Он долго молчал, медлил с ответом.
— Я смогу с этим жить. — Рорк увидел, как ее глаза потемнели… помертвели. — Но ты не сможешь.
Поэтому… — Он переломил диск надвое и сунул обломки и щель для утилизации.
Ева смотрела на него в молчании, ничего не слыша, кроме собственного прерывистого дыхания.
— Ты… ты решил оставить все как есть?
Рорк прекрасно понимал, что его гнев невозможно с такой же легкостью перемолоть и уничтожить, как этот диск. Он знал, что ему придется до конца своих дней жить с этим гневом и сопровождавшим его чувством бессилия.
— Я недавно понял, что если бы поступил иначе, то сделал бы это для себя, а не для тебя. Это не имеет смысла. Поэтому — да, я решил оставить все как есть.
У нее все всколыхнулось в груди, но она сумела спокойно кивнуть:
— Хорошо. Это очень хорошо. Это прекрасно.

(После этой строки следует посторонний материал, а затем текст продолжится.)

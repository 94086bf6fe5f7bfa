//! Calculation session
//!
//! Owns the unit preferences and the allocation sets for one user session.
//! Canonical values never depend on the unit preferences; changing them only
//! changes how results are rendered.

use std::collections::BTreeMap;

use serde::Serialize;

use crate::error::{CalcError, CalcResult};
use crate::measure::UnitPreferences;
use crate::models::AllocationSet;

/// Identifier of an allocation set within a session
pub type SetId = u32;

/// The last recipe plan requested for an allocation set
#[derive(Debug, Clone, Copy, PartialEq, Serialize)]
pub struct PlanRequest {
    pub target_abv: f64,
    pub batch_gallons: f64,
}

/// An allocation set and the plan it last rendered
#[derive(Debug, Clone, Default)]
pub struct SessionAllocation {
    pub set: AllocationSet,
    pub plan: Option<PlanRequest>,
}

#[derive(Debug, Default)]
pub struct CalculatorSession {
    units: UnitPreferences,
    allocations: BTreeMap<SetId, SessionAllocation>,
    next_set_id: SetId,
}

impl CalculatorSession {
    pub fn new(units: UnitPreferences) -> Self {
        Self {
            units,
            ..Self::default()
        }
    }

    pub fn units(&self) -> UnitPreferences {
        self.units
    }

    /// Change unit preferences, returning the sets whose plans must be re-rendered
    pub fn set_units(&mut self, units: UnitPreferences) -> Vec<SetId> {
        if units != self.units {
            tracing::info!(
                "Unit preferences changed: mass {} -> {}, volume {} -> {}",
                self.units.mass.as_str(),
                units.mass.as_str(),
                self.units.volume.as_str(),
                units.volume.as_str()
            );
        }
        self.units = units;
        self.allocations
            .iter()
            .filter(|(_, a)| a.plan.is_some())
            .map(|(id, _)| *id)
            .collect()
    }

    /// Start a new allocation set, optionally seeded with a honey base at 100%
    pub fn create_allocation(&mut self, honey_base: bool) -> SetId {
        let id = self.next_set_id;
        self.next_set_id += 1;
        let set = if honey_base {
            AllocationSet::with_honey_base()
        } else {
            AllocationSet::new()
        };
        self.allocations.insert(id, SessionAllocation { set, plan: None });
        id
    }

    pub fn allocation(&self, id: SetId) -> CalcResult<&SessionAllocation> {
        self.allocations
            .get(&id)
            .ok_or_else(|| CalcError::not_found(format!("Allocation set {} not found", id)))
    }

    pub fn allocation_mut(&mut self, id: SetId) -> CalcResult<&mut SessionAllocation> {
        self.allocations
            .get_mut(&id)
            .ok_or_else(|| CalcError::not_found(format!("Allocation set {} not found", id)))
    }

    pub fn delete_allocation(&mut self, id: SetId) -> CalcResult<()> {
        self.allocations
            .remove(&id)
            .map(|_| ())
            .ok_or_else(|| CalcError::not_found(format!("Allocation set {} not found", id)))
    }

    pub fn allocation_ids(&self) -> Vec<SetId> {
        self.allocations.keys().copied().collect()
    }

    pub fn active_allocations(&self) -> usize {
        self.allocations.len()
    }
}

— Похоже на то. — Рорк подошел к компьютеру; по его приказу оконные экраны поднялись, и в комнату хлынул дневной свет. — Я еще уделю тебе время позже, но сейчас мне нужно заняться своими делами. Ты не могла бы закрыть дверь, когда будешь уходить?
— Да, конечно. — Ева направилась к выходу, но остановилась и оперлась рукой о дверь для равновесия. — Ты, очевидно, думаешь, что я не знаю, не понимаю, чего тебе это стоило. Но ты ошибаешься. — Она никак не могла сдержать дрожь в голосе и решила отказаться от попыток. — Ты ошибаешься, Рорк! Я все прекрасно понимаю. Нет больше никого на свете, кто захотел бы убить ради меня. И никто другой не отступил бы от своего намерения только потому, что я попросила. Потому что мне это было нужно. — Она отвернулась, и первая слезинка, вырвавшись наружу, потекла по ее щеке. — Никто, кроме тебя.

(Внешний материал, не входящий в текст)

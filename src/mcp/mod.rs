//! MCP server module

mod server;

pub use server::MeadCalcService;
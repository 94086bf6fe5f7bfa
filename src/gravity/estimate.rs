//! Gravity estimates from ingredient masses
//!
//! The "breakdown" direction: absolute masses in, gravity and per-ingredient
//! sugar shares out.

use serde::{Deserialize, Serialize};

use super::formulas::{gravity_from_sugar_mass, gravity_points, potential_abv};
use crate::error::{CalcError, CalcResult};
use crate::measure::units::OZ_PER_LB;
use crate::models::ingredient;

/// An ingredient and how much of it goes into the batch
#[derive(Debug, Clone, PartialEq, Serialize, Deserialize)]
pub struct IngredientMass {
    pub ingredient_id: String,
    /// Canonical pounds
    pub mass_lbs: f64,
}

impl IngredientMass {
    pub fn new(ingredient_id: impl Into<String>, mass_lbs: f64) -> Self {
        Self {
            ingredient_id: ingredient_id.into(),
            mass_lbs,
        }
    }
}

/// Fermentable sugar supplied by one ingredient
#[derive(Debug, Clone, PartialEq, Serialize)]
pub struct SugarContribution {
    pub ingredient_id: String,
    pub display_name: String,
    pub mass_lbs: f64,
    pub sugar_lbs: f64,
    /// Share of the batch's total fermentable sugar, percent
    pub share_percent: f64,
}

#[derive(Debug, Clone, PartialEq, Serialize)]
pub struct GravityEstimate {
    pub batch_gallons: f64,
    pub contributions: Vec<SugarContribution>,
    pub total_sugar_lbs: f64,
    pub original_gravity: f64,
    pub gravity_points: f64,
    pub potential_abv: f64,
    /// Ounces of fermentable sugar per gallon
    pub sugar_oz_per_gallon: f64,
}

/// Estimate original gravity from the ingredients added to a batch
///
/// Ingredients with no mass are ignored.
pub fn estimate_gravity(
    batch_gallons: f64,
    ingredients: &[IngredientMass],
) -> CalcResult<GravityEstimate> {
    if !batch_gallons.is_finite() || batch_gallons <= 0.0 {
        return Err(CalcError::validation("Please enter a valid batch size"));
    }

    let mut contributions = Vec::new();
    for item in ingredients {
        if !item.mass_lbs.is_finite() {
            return Err(CalcError::validation("Ingredient amount must be a number"));
        }
        if item.mass_lbs <= 0.0 {
            continue;
        }

        let def = ingredient(&item.ingredient_id)?;
        contributions.push(SugarContribution {
            ingredient_id: def.id.to_string(),
            display_name: def.display_name.to_string(),
            mass_lbs: item.mass_lbs,
            sugar_lbs: item.mass_lbs * def.fermentable_fraction,
            share_percent: 0.0,
        });
    }

    let total_sugar_lbs: f64 = contributions.iter().map(|c| c.sugar_lbs).sum();
    if total_sugar_lbs <= 0.0 {
        return Err(CalcError::validation("Please add some fermentable ingredients"));
    }

    for c in &mut contributions {
        c.share_percent = c.sugar_lbs / total_sugar_lbs * 100.0;
    }

    let original_gravity = gravity_from_sugar_mass(total_sugar_lbs, batch_gallons)?;

    Ok(GravityEstimate {
        batch_gallons,
        contributions,
        total_sugar_lbs,
        original_gravity,
        gravity_points: gravity_points(original_gravity),
        potential_abv: potential_abv(original_gravity),
        sugar_oz_per_gallon: total_sugar_lbs / batch_gallons * OZ_PER_LB,
    })
}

— Не надо, не плачь. Ты меня убьешь своими слезами.
— Я никогда в жизни не ждала, что кто-то будет меня любить всю целиком. Разве я это заслужила? И что я должна была с этим делать? Но ты меня любишь. Все, что мы сумели сделать вместе, все, чем сумели стать друг для друга, сводится к этому. Мне никогда не подобрать слов, чтобы объяснить тебе, что ты только что для меня сделал!

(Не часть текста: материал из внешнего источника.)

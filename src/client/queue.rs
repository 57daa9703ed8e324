//! Bounded-concurrency upload scheduler
//!
//! One actor task owns the state of every transfer. Chunk uploads, backoff
//! timers and completion calls run as spawned tasks that report back over a
//! channel; the actor applies each report as a single transition and then
//! re-evaluates admission, so freed slots are reused immediately.

use std::collections::BTreeMap;
use std::path::PathBuf;
use std::sync::Arc;
use std::time::Duration;

use tokio::sync::{broadcast, mpsc, oneshot};
use tokio::time::Instant;
use tokio_util::sync::CancellationToken;
use tracing::{debug, error, info, warn};
use uuid::Uuid;

use crate::client::api::{ChunkRequest, UploadApi};
use crate::client::error::ClientError;
use crate::client::progress::RateEstimator;
use crate::client::retry::RetryPolicy;
use crate::client::splitter::{read_chunk, split, ChunkRange};
use crate::client::types::{
    NewTransfer, TransferDirection, TransferEvent, TransferId, TransferSnapshot, TransferStatus,
};
use crate::features::catalog::dtos::CatalogEntryDto;
use crate::features::quota::dtos::QuotaExceededDto;
use crate::features::uploads::dtos::{ChunkAckDto, CompleteUploadDto};
use crate::shared::constants::{
    DEFAULT_CHUNK_SIZE, DEFAULT_CHUNK_TIMEOUT_SECS, DEFAULT_MAX_CHUNK_ATTEMPTS,
    DEFAULT_MAX_CONCURRENT_TRANSFERS,
};

const EVENT_CAPACITY: usize = 1024;

#[derive(Debug, Clone)]
pub struct QueueConfig {
    pub chunk_size: u64,
    /// Transfers allowed in `Processing`/`Merging` at once
    pub concurrency: usize,
    /// Attempts per chunk before the transfer fails
    pub max_attempts: u32,
    pub retry: RetryPolicy,
    /// Upper bound on a single chunk request
    pub chunk_timeout: Duration,
}

impl Default for QueueConfig {
    fn default() -> Self {
        Self {
            chunk_size: DEFAULT_CHUNK_SIZE,
            concurrency: DEFAULT_MAX_CONCURRENT_TRANSFERS,
            max_attempts: DEFAULT_MAX_CHUNK_ATTEMPTS,
            retry: RetryPolicy::default(),
            chunk_timeout: Duration::from_secs(DEFAULT_CHUNK_TIMEOUT_SECS),
        }
    }
}

/// Handle to the queue. Cloning shares the same queue.
#[derive(Clone)]
pub struct TransferQueue {
    api: Arc<dyn UploadApi>,
    commands: mpsc::UnboundedSender<Command>,
    events: broadcast::Sender<TransferEvent>,
}

/// A file that passed pre-flight and awaits an id
struct Admission {
    path: PathBuf,
    name: String,
    size: u64,
    parent_id: Option<Uuid>,
    content_type: Option<String>,
}

enum Command {
    Admit {
        files: Vec<Admission>,
        reply: oneshot::Sender<Vec<TransferId>>,
    },
    Cancel {
        id: TransferId,
        reply: oneshot::Sender<bool>,
    },
    ClearFinished {
        reply: oneshot::Sender<Vec<TransferId>>,
    },
    Snapshot {
        reply: oneshot::Sender<Vec<TransferSnapshot>>,
    },
    WhenIdle {
        reply: oneshot::Sender<()>,
    },
}

/// Outcomes reported by spawned tasks
enum Report {
    ChunkStored {
        id: TransferId,
        chunk_index: u32,
        bytes: u64,
        elapsed: Duration,
    },
    ChunkFailed {
        id: TransferId,
        chunk_index: u32,
        error: ClientError,
    },
    RetryDue {
        id: TransferId,
    },
    Merged {
        id: TransferId,
        result: Result<CatalogEntryDto, ClientError>,
    },
}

— Ты меня убиваешь, Ева. Ну кто еще мог бы заставить меня почувствовать себя героем за то, что я ничего не сделал?
— Ты сделал все. Все. Ты и есть все. — Мира опять, и уже в который раз, оказалась права. Любовь, это странное и пугающее состояние, была единственным возможным ответом. — Что бы ни случилось со мной, как бы это ни отразилось на мне, ты должен знать: то, что ты сейчас сделал, подарило мне больше душевного мира, чем я когда-либо надеялась обрести. Помни: я могу справиться с чем угодно, зная, что ты меня любишь.
— Ева. — Рорк наконец подошел к ней и положил руки ей на плечи. — Я могу только любить тебя. Больше ничего.
Ее взгляд затуманился, она обняла его за шею.
— Мне так тебя не хватало! Ты не представляешь, как мне тебя не хватало!
Он спрятал лицо у нее на плече, вдохнул ее запах и почувствовал, что земля вновь обрела прочность у него под ногами.
— Прости меня.
— Нет-нет-нет! — Ева еще крепче обняла его, а потом осторожно отстранилась и обхватила его лицо ладонями. — Я тебя вижу. Я тебя знаю. Я люблю тебя.
Она успела прочитать бурю чувств в его взгляде, прежде чем их губы слились.
— Мир как будто споткнулся, — прошептал Рорк. — Все было не вовремя и невпопад, когда я не мог прикоснуться к тебе по-настоящему.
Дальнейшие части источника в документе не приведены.